On Tuesday, October 22, 2013 6:13:49 PM UTC+2, John A. Tamplin wrote:
>
> On Tue, Oct 22, 2013 at 12:11 PM, Thomas Broyer 
> <[email protected]<javascript:>
> > wrote:
>
>> As far as modularization is concerned, we'd like to have dependencies 
>> always in the same direction: rebind->client->shared->server (or 
>> rebind->client->server->shared, depending on modules) so we can make a 
>> "client" artifact depending on a "server" artifact, or a "client" and 
>> "server" artifacts both depending on a "shared" artifact (but with no 
>> dependency between "client" and "server").

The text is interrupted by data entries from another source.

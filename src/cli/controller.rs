//! Session Controller
//! The interactive prompt loop as an explicit state machine.
//!
//! ```text
//! ChooseScope --entire--> Dispatch(listing, no range)
//! ChooseScope --range---> EnterDates --valid--> ChooseOperation --> Dispatch
//! Dispatch --> Continue --y--> ChooseScope
//!                      --*--> Terminal
//! ```
//! Invalid answers re-enter the state that asked. End of input ends the session.

use super::prompt::Prompter;
use crate::charts::{ChartData, ChartDisplay};
use crate::config::AppConfig;
use crate::data::{DateBounds, DateRange, LoaderError, Table};
use crate::export::CsvExporter;
use crate::stats::{Operation, Report, ReportEngine};
use std::io::{self, BufRead, Write};

const SCOPE_PROMPT: &str =
    "Would you like to see the entire dataset or a specific date range? ('entire'/'range'): ";
const START_PROMPT: &str = "Enter start date (MM/DD/YYYY): ";
const END_PROMPT: &str = "Enter end date (MM/DD/YYYY): ";
const OPERATION_PROMPT: &str = "Choose an option: \n1. Show all data in selected date range \n2. Start to end date market difference \n3. Average start to end date market\n";
const CONTINUE_PROMPT: &str = "Would you like to perform another operation? (y/n): ";

const VISUAL_ENTIRE: &str = "Would you like to create a visual of the entire dataset? (y/n): ";
const VISUAL_RANGE: &str = "Would you like to create a visual of the selected data range? (y/n): ";
const VISUAL_AVERAGE: &str = "Would you like to create a visual of the average data? (y/n): ";
const VISUAL_FILTERED: &str = "Would you like to create a visual of the filtered data? (y/n): ";

/// What the user asked to be reported on.
#[derive(Debug, Clone, Copy, PartialEq, Eq)]
pub struct Selection {
    /// `None` means the entire dataset
    pub range: Option<DateRange>,
    pub operation: Operation,
}

#[derive(Debug, Clone, Copy, PartialEq, Eq)]
pub enum State {
    ChooseScope,
    EnterDates,
    ChooseOperation(DateRange),
    Dispatch(Selection),
    Continue,
    Terminal,
}

/// Names and titles used by a session.
#[derive(Debug, Clone)]
pub struct SessionSettings {
    pub banner: String,
    pub chart_title: String,
    pub all_data_file: String,
    pub range_data_file: String,
}

impl From<&AppConfig> for SessionSettings {
    fn from(config: &AppConfig) -> Self {
        Self {
            banner: config.session.banner.clone(),
            chart_title: config.chart.title.clone(),
            all_data_file: config.output.all_data_file.clone(),
            range_data_file: config.output.range_data_file.clone(),
        }
    }
}

impl Default for SessionSettings {
    fn default() -> Self {
        Self::from(&AppConfig::default())
    }
}

/// One interactive session over a loaded dataset.
pub struct Session<'a, R, W, D> {
    table: &'a Table,
    bounds: DateBounds,
    prompter: Prompter<R, W>,
    display: D,
    exporter: CsvExporter,
    settings: SessionSettings,
}

impl<'a, R: BufRead, W: Write, D: ChartDisplay> Session<'a, R, W, D> {
    pub fn new(
        table: &'a Table,
        prompter: Prompter<R, W>,
        display: D,
        exporter: CsvExporter,
        settings: SessionSettings,
    ) -> Result<Self, LoaderError> {
        let bounds = table.bounds().ok_or(LoaderError::NoData)?;
        Ok(Self {
            table,
            bounds,
            prompter,
            display,
            exporter,
            settings,
        })
    }

    /// Run until the user declines to continue or input ends.
    pub fn run(&mut self) -> io::Result<()> {
        let mut state = State::ChooseScope;
        while state != State::Terminal {
            state = self.step(state)?;
        }
        Ok(())
    }

    /// The single transition function.
    pub fn step(&mut self, state: State) -> io::Result<State> {
        log::trace!("state {:?}", state);
        match state {
            State::ChooseScope => self.choose_scope(),
            State::EnterDates => self.enter_dates(),
            State::ChooseOperation(range) => self.choose_operation(range),
            State::Dispatch(selection) => {
                self.dispatch(selection)?;
                Ok(State::Continue)
            }
            State::Continue => self.ask_continue(),
            State::Terminal => Ok(State::Terminal),
        }
    }

    fn choose_scope(&mut self) -> io::Result<State> {
        let question = format!("{}\n{}", self.settings.banner, SCOPE_PROMPT);
        let Some(answer) = self.prompter.ask(&question)? else {
            return Ok(State::Terminal);
        };

        match answer.trim().to_lowercase().as_str() {
            "entire" => Ok(State::Dispatch(Selection {
                range: None,
                operation: Operation::Listing,
            })),
            "range" => Ok(State::EnterDates),
            _ => {
                self.prompter
                    .say("Invalid choice. Please enter 'entire' or 'range'.")?;
                Ok(State::ChooseScope)
            }
        }
    }

    fn enter_dates(&mut self) -> io::Result<State> {
        let Some(start) = self.prompter.ask(START_PROMPT)? else {
            return Ok(State::Terminal);
        };
        let Some(end) = self.prompter.ask(END_PROMPT)? else {
            return Ok(State::Terminal);
        };

        match DateRange::parse(&start, &end, &self.bounds) {
            Ok(range) => Ok(State::ChooseOperation(range)),
            Err(e) => {
                log::debug!("rejected range '{}' - '{}': {:?}", start, end, e);
                self.prompter.say(e.to_string())?;
                Ok(State::EnterDates)
            }
        }
    }

    fn choose_operation(&mut self, range: DateRange) -> io::Result<State> {
        let Some(answer) = self.prompter.ask(OPERATION_PROMPT)? else {
            return Ok(State::Terminal);
        };

        match Operation::from_choice(&answer) {
            Some(operation) => Ok(State::Dispatch(Selection {
                range: Some(range),
                operation,
            })),
            None => {
                self.prompter
                    .say("Invalid option. Please select 1, 2, or 3.")?;
                Ok(State::ChooseOperation(range))
            }
        }
    }

    fn ask_continue(&mut self) -> io::Result<State> {
        if self.prompter.confirm(CONTINUE_PROMPT)? {
            Ok(State::ChooseScope)
        } else {
            self.prompter.say("Exiting the program.")?;
            Ok(State::Terminal)
        }
    }

    fn dispatch(&mut self, selection: Selection) -> io::Result<()> {
        let title = self.settings.chart_title.clone();

        let Some(range) = selection.range else {
            let table = self.table;
            self.exporter
                .save(table, &self.settings.all_data_file, self.prompter.output());
            return self.offer_chart(VISUAL_ENTIRE, || ChartData::from_table(&title, table));
        };

        let filtered = match range.apply(self.table) {
            Ok(filtered) => filtered,
            Err(e) => return self.prompter.say(format!("Error: {}", e)),
        };
        log::info!(
            "{:?} over {} ({} rows)",
            selection.operation,
            range,
            filtered.len()
        );

        let report = match ReportEngine::run(selection.operation, &filtered) {
            Ok(report) => report,
            Err(e) => return self.prompter.say(format!("Error: {}", e)),
        };

        match report {
            Report::Listing(listing) => {
                self.exporter
                    .save(&listing, &self.settings.range_data_file, self.prompter.output());
                return self.offer_chart(VISUAL_RANGE, || ChartData::from_table(&title, &listing));
            }
            Report::Summary(summary) => {
                self.prompter.say(summary.to_string())?;
                if selection.operation == Operation::Average {
                    self.offer_chart(VISUAL_AVERAGE, || ChartData::from_summary(&title, &summary))?;
                }
            }
        }

        // Asked after difference and average alike, even if a chart was just shown.
        self.offer_chart(VISUAL_FILTERED, || ChartData::from_table(&title, &filtered))
    }

    /// Ask a y/n question and show the chart on "y". A window failure is
    /// reported and the session carries on.
    fn offer_chart(&mut self, question: &str, build: impl FnOnce() -> ChartData) -> io::Result<()> {
        if !self.prompter.confirm(question)? {
            return Ok(());
        }

        let chart = build();
        if let Err(e) = self.display.show(&chart) {
            log::warn!("chart display failed: {:#}", e);
            self.prompter.say(format!("Failed to display chart: {}", e))?;
        }
        Ok(())
    }
}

In some cases, we'll split 
>> packages into distinct artifacts (there are cycles at the package level, 
>> but not when looking only at the classes); e.g. c.g.g.user.client (Window, 
>> Timer, etc.) c.g.g.resources and c.g.g.junit to have a package not 
>> depending on I18N and other things, and another one (or several) with 
>> additional dependencies.
>>
>
> Why would it be acceptable to have shared code depend on server code?
>

I probably meant "rebind" rather than "shared"; but I seem to remember some 
shared code making direct calls to server/vm, with a super-source version. 
In this case, the shared and server packages would live in a "server" 
artifact, and the client package and super-source version would live in a 
"client" artifact, with no "shared" artifact.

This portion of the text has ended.